- [What you will do]
Would you transcribe the records word for word, please?

(Collected data entries)
_ _ _
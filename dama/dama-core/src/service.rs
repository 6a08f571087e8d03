// Copyright Amazon.com, Inc. or its affiliates. All Rights Reserved.
// SPDX-License-Identifier: Apache-2.0

//! Lower layer service configuration of the request classes

use crate::error::ValidationError;

/// Index of a request class, i.e. the service category of one traffic flow
pub type RcIndex = u8;

/// The set of discrete values a capacity request may carry
///
/// Capacity request fields are encoded with a limited number of bits, so
/// estimated demand is rounded up to the next representable value.
#[derive(Clone, Debug, PartialEq, Eq)]
pub struct Quantization {
    /// Sorted, deduplicated, non-zero values
    values: Vec<u32>,
}

impl Quantization {
    /// Creates a table from an explicit list of allowed values
    pub fn new(mut values: Vec<u32>) -> Result<Self, ValidationError> {
        values.retain(|v| *v > 0);
        values.sort_unstable();
        values.dedup();
        ensure!(
            !values.is_empty(),
            Err(ValidationError("quantization table must contain a non-zero value"))
        );
        Ok(Self { values })
    }

    /// Creates a table of the values representable with an 8-bit mantissa
    /// multiplied by `base` and one of the `scales`
    pub fn scaled(base: u32, scales: &[u32]) -> Result<Self, ValidationError> {
        ensure!(base > 0, Err(ValidationError("quantization base must be non-zero")));
        let values = scales
            .iter()
            .flat_map(|scale| (1..=u8::MAX as u32).map(move |m| m * base * scale))
            .collect();
        Self::new(values)
    }

    /// Returns the default RBDC table in kbps: 2 kbps steps with a x16 scale
    pub fn default_rbdc() -> Self {
        Self::scaled(2, &[1, 16]).expect("valid default table")
    }

    /// Returns the default VBDC table in KBytes: 1 KB steps with a x16 scale
    pub fn default_vbdc() -> Self {
        Self::scaled(1, &[1, 16]).expect("valid default table")
    }

    /// Rounds `value` up to the next representable value
    ///
    /// Zero and negative values map to zero; values above the table saturate at
    /// the largest entry.
    pub fn ceil(&self, value: f64) -> u32 {
        ensure!(value > 0.0, 0);
        let idx = self.values.partition_point(|v| (*v as f64) < value);
        self.values.get(idx).copied().unwrap_or_else(|| self.max())
    }

    /// Rounds `value` down to the previous representable value, or zero
    pub fn floor(&self, value: f64) -> u32 {
        let idx = self.values.partition_point(|v| (*v as f64) <= value);
        idx.checked_sub(1).map_or(0, |idx| self.values[idx])
    }

    #[inline]
    pub fn max(&self) -> u32 {
        *self.values.last().expect("table is never empty")
    }
}

/// Configuration of a single request class
#[derive(Clone, Debug, PartialEq)]
pub struct Service {
    pub(crate) rbdc_allowed: bool,
    pub(crate) volume_allowed: bool,
    pub(crate) constant_assignment_provided: bool,
    pub(crate) constant_service_rate_kbps: u32,
    pub(crate) maximum_service_rate_kbps: u32,
    pub(crate) minimum_service_rate_kbps: u32,
    pub(crate) rbdc_quantization: Quantization,
    pub(crate) vbdc_quantization: Quantization,
}

impl Default for Service {
    fn default() -> Self {
        Self::new()
    }
}

macro_rules! flag {
    ($name:ident, $field:ident) => {
        pub fn $name(mut self, value: bool) -> Self {
            self.$field = value;
            self
        }
    };
}

macro_rules! rate {
    ($name:ident, $field:ident) => {
        pub fn $name(mut self, value: u32) -> Result<Self, ValidationError> {
            self.$field = value;
            self.validate()?;
            Ok(self)
        }
    };
}

impl Service {
    pub fn new() -> Self {
        Self {
            rbdc_allowed: false,
            volume_allowed: false,
            constant_assignment_provided: false,
            constant_service_rate_kbps: 0,
            maximum_service_rate_kbps: 512,
            minimum_service_rate_kbps: 0,
            rbdc_quantization: Quantization::default_rbdc(),
            vbdc_quantization: Quantization::default_vbdc(),
        }
    }

    flag!(with_rbdc, rbdc_allowed);
    flag!(with_volume, volume_allowed);
    flag!(with_constant_assignment, constant_assignment_provided);
    rate!(with_constant_rate_kbps, constant_service_rate_kbps);
    rate!(with_maximum_rate_kbps, maximum_service_rate_kbps);
    rate!(with_minimum_rate_kbps, minimum_service_rate_kbps);

    pub fn with_rbdc_quantization(mut self, table: Quantization) -> Self {
        self.rbdc_quantization = table;
        self
    }

    pub fn with_vbdc_quantization(mut self, table: Quantization) -> Self {
        self.vbdc_quantization = table;
        self
    }

    #[inline]
    pub fn rbdc_allowed(&self) -> bool {
        self.rbdc_allowed
    }

    #[inline]
    pub fn volume_allowed(&self) -> bool {
        self.volume_allowed
    }

    #[inline]
    pub fn constant_assignment_provided(&self) -> bool {
        self.constant_assignment_provided
    }

    /// Returns the CRA rate, or zero when CRA is not provided
    #[inline]
    pub fn constant_rate_kbps(&self) -> u32 {
        if self.constant_assignment_provided {
            self.constant_service_rate_kbps
        } else {
            0
        }
    }

    #[inline]
    pub fn maximum_rate_kbps(&self) -> u32 {
        self.maximum_service_rate_kbps
    }

    #[inline]
    pub fn minimum_rate_kbps(&self) -> u32 {
        self.minimum_service_rate_kbps
    }

    #[inline]
    pub fn rbdc_quantization(&self) -> &Quantization {
        &self.rbdc_quantization
    }

    #[inline]
    pub fn vbdc_quantization(&self) -> &Quantization {
        &self.vbdc_quantization
    }

    fn validate(&self) -> Result<(), ValidationError> {
        ensure!(
            self.minimum_service_rate_kbps <= self.maximum_service_rate_kbps,
            Err(ValidationError(
                "minimum service rate exceeds the maximum service rate"
            ))
        );
        ensure!(
            !self.constant_assignment_provided
                || self.constant_service_rate_kbps < self.maximum_service_rate_kbps,
            Err(ValidationError(
                "constant service rate must be below the maximum service rate"
            ))
        );
        Ok(())
    }
}

/// Configuration of all request classes of a terminal
#[derive(Clone, Debug, Default, PartialEq)]
pub struct Config {
    services: Vec<Service>,
}

impl Config {
    pub fn new(services: Vec<Service>) -> Result<Self, ValidationError> {
        ensure!(
            services.len() <= RcIndex::MAX as usize + 1,
            Err(ValidationError("too many request classes"))
        );
        for service in &services {
            service.validate()?;
        }
        Ok(Self { services })
    }

    /// Returns the number of request classes with dynamic assignment
    #[inline]
    pub fn len(&self) -> usize {
        self.services.len()
    }

    #[inline]
    pub fn is_empty(&self) -> bool {
        self.services.is_empty()
    }

    #[inline]
    pub fn get(&self, rc: RcIndex) -> Option<&Service> {
        self.services.get(rc as usize)
    }

    /// Iterates over the request classes in index order
    pub fn iter(&self) -> impl Iterator<Item = (RcIndex, &Service)> {
        self.services
            .iter()
            .enumerate()
            .map(|(idx, service)| (idx as RcIndex, service))
    }
}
_ _ _
- [Solution]
filename dama/dama-core/src/service.rs
repository 6a08f571087e8d03
// Copyright Amazon.com, Inc. or its affiliates. All Rights Reserved.
// SPDX-License-Identifier: Apache-2.0

//! Lower layer service configuration of the request classes

use crate::error::ValidationError;

/// Index of a request class, i.e. the service category of one traffic flow
pub type RcIndex = u8;

/// The set of discrete values a capacity request may carry
///
/// Capacity request fields are encoded with a limited number of bits, so
/// estimated demand is rounded up to the next representable value.
#[derive(Clone, Debug, PartialEq, Eq)]
pub struct Quantization {
    /// Sorted, deduplicated, non-zero values
    values: Vec<u32>,
}

impl Quantization {
    /// Creates a table from an explicit list of allowed values
    pub fn new(mut values: Vec<u32>) -> Result<Self, ValidationError> {
        values.retain(|v| *v > 0);
        values.sort_unstable();
        values.dedup();
        ensure!(
            !values.is_empty(),
            Err(ValidationError("quantization table must contain a non-zero value"))
        );
        Ok(Self { values })
    }

    /// Creates a table of the values representable with an 8-bit mantissa
    /// multiplied by `base` and one of the `scales`
    pub fn scaled(base: u32, scales: &[u32]) -> Result<Self, ValidationError> {
        ensure!(base > 0, Err(ValidationError("quantization base must be non-zero")));
        let values = scales
            .iter()
            .flat_map(|scale| (1..=u8::MAX as u32).map(move |m| m * base * scale))
            .collect();
        Self::new(values)
    }

    /// Returns the default RBDC table in kbps: 2 kbps steps with a x16 scale
    pub fn default_rbdc() -> Self {
        Self::scaled(2, &[1, 16]).expect("valid default table")
    }

    /// Returns the default VBDC table in KBytes: 1 KB steps with a x16 scale
    pub fn default_vbdc() -> Self {
        Self::scaled(1, &[1, 16]).expect("valid default table")
    }

    /// Rounds `value` up to the next representable value
    ///
    /// Zero and negative values map to zero; values above the table saturate at
    /// the largest entry.
    pub fn ceil(&self, value: f64) -> u32 {
        ensure!(value > 0.0, 0);
        let idx = self.values.partition_point(|v| (*v as f64) < value);
        self.values.get(idx).copied().unwrap_or_else(|| self.max())
    }

    /// Rounds `value` down to the previous representable value, or zero
    pub fn floor(&self, value: f64) -> u32 {
        let idx = self.values.partition_point(|v| (*v as f64) <= value);
        idx.checked_sub(1).map_or(0, |idx| self.values[idx])
    }

    #[inline]
    pub fn max(&self) -> u32 {
        *self.values.last().expect("table is never empty")
    }
}

/// Configuration of a single request class
#[derive(Clone, Debug, PartialEq)]
pub struct Service {
    pub(crate) rbdc_allowed: bool,
    pub(crate) volume_allowed: bool,
    pub(crate) constant_assignment_provided: bool,
    pub(crate) constant_service_rate_kbps: u32,
    pub(crate) maximum_service_rate_kbps: u32,
    pub(crate) minimum_service_rate_kbps: u32,
    pub(crate) rbdc_quantization: Quantization,
    pub(crate) vbdc_quantization: Quantization,
}

impl Default for Service {
    fn default() -> Self {
        Self::new()
    }
}

macro_rules! flag {
    ($name:ident, $field:ident) => {
        pub fn $name(mut self, value: bool) -> Self {
            self.$field = value;
            self
        }
    };
}

macro_rules! rate {
    ($name:ident, $field:ident) => {
        pub fn $name(mut self, value: u32) -> Result<Self, ValidationError> {
            self.$field = value;
            self.validate()?;
            Ok(self)
        }
    };
}

impl Service {
    pub fn new() -> Self {
        Self {
            rbdc_allowed: false,
            volume_allowed: false,
            constant_assignment_provided: false,
            constant_service_rate_kbps: 0,
            maximum_service_rate_kbps: 512,
            minimum_service_rate_kbps: 0,
            rbdc_quantization: Quantization::default_rbdc(),
            vbdc_quantization: Quantization::default_vbdc(),
        }
    }

    flag!(with_rbdc, rbdc_allowed);
    flag!(with_volume, volume_allowed);
    flag!(with_constant_assignment, constant_assignment_provided);
    rate!(with_constant_rate_kbps, constant_service_rate_kbps);
    rate!(with_maximum_rate_kbps, maximum_service_rate_kbps);
    rate!(with_minimum_rate_kbps, minimum_service_rate_kbps);

    pub fn with_rbdc_quantization(mut self, table: Quantization) -> Self {
        self.rbdc_quantization = table;
        self
    }

    pub fn with_vbdc_quantization(mut self, table: Quantization) -> Self {
        self.vbdc_quantization = table;
        self
    }

    #[inline]
    pub fn rbdc_allowed(&self) -> bool {
        self.rbdc_allowed
    }

    #[inline]
    pub fn volume_allowed(&self) -> bool {
        self.volume_allowed
    }

    #[inline]
    pub fn constant_assignment_provided(&self) -> bool {
        self.constant_assignment_provided
    }

    /// Returns the CRA rate, or zero when CRA is not provided
    #[inline]
    pub fn constant_rate_kbps(&self) -> u32 {
        if self.constant_assignment_provided {
            self.constant_service_rate_kbps
        } else {
            0
        }
    }

    #[inline]
    pub fn maximum_rate_kbps(&self) -> u32 {
        self.maximum_service_rate_kbps
    }

    #[inline]
    pub fn minimum_rate_kbps(&self) -> u32 {
        self.minimum_service_rate_kbps
    }

    #[inline]
    pub fn rbdc_quantization(&self) -> &Quantization {
        &self.rbdc_quantization
    }

    #[inline]
    pub fn vbdc_quantization(&self) -> &Quantization {
        &self.vbdc_quantization
    }

    fn validate(&self) -> Result<(), ValidationError> {
        ensure!(
            self.minimum_service_rate_kbps <= self.maximum_service_rate_kbps,
            Err(ValidationError(
                "minimum service rate exceeds the maximum service rate"
            ))
        );
        ensure!(
            !self.constant_assignment_provided
                || self.constant_service_rate_kbps < self.maximum_service_rate_kbps,
            Err(ValidationError(
                "constant service rate must be below the maximum service rate"
            ))
        );
        Ok(())
    }
}

/// Configuration of all request classes of a terminal
#[derive(Clone, Debug, Default, PartialEq)]
pub struct Config {
    services: Vec<Service>,
}

impl Config {
    pub fn new(services: Vec<Service>) -> Result<Self, ValidationError> {
        ensure!(
            services.len() <= RcIndex::MAX as usize + 1,
            Err(ValidationError("too many request classes"))
        );
        for service in &services {
            service.validate()?;
        }
        Ok(Self { services })
    }

    /// Returns the number of request classes with dynamic assignment
    #[inline]
    pub fn len(&self) -> usize {
        self.services.len()
    }

    #[inline]
    pub fn is_empty(&self) -> bool {
        self.services.is_empty()
    }

    #[inline]
    pub fn get(&self, rc: RcIndex) -> Option<&Service> {
        self.services.get(rc as usize)
    }

    /// Iterates over the request classes in index order
    pub fn iter(&self) -> impl Iterator<Item = (RcIndex, &Service)> {
        self.services
            .iter()
            .enumerate()
            .map(|(idx, service)| (idx as RcIndex, service))
    }
}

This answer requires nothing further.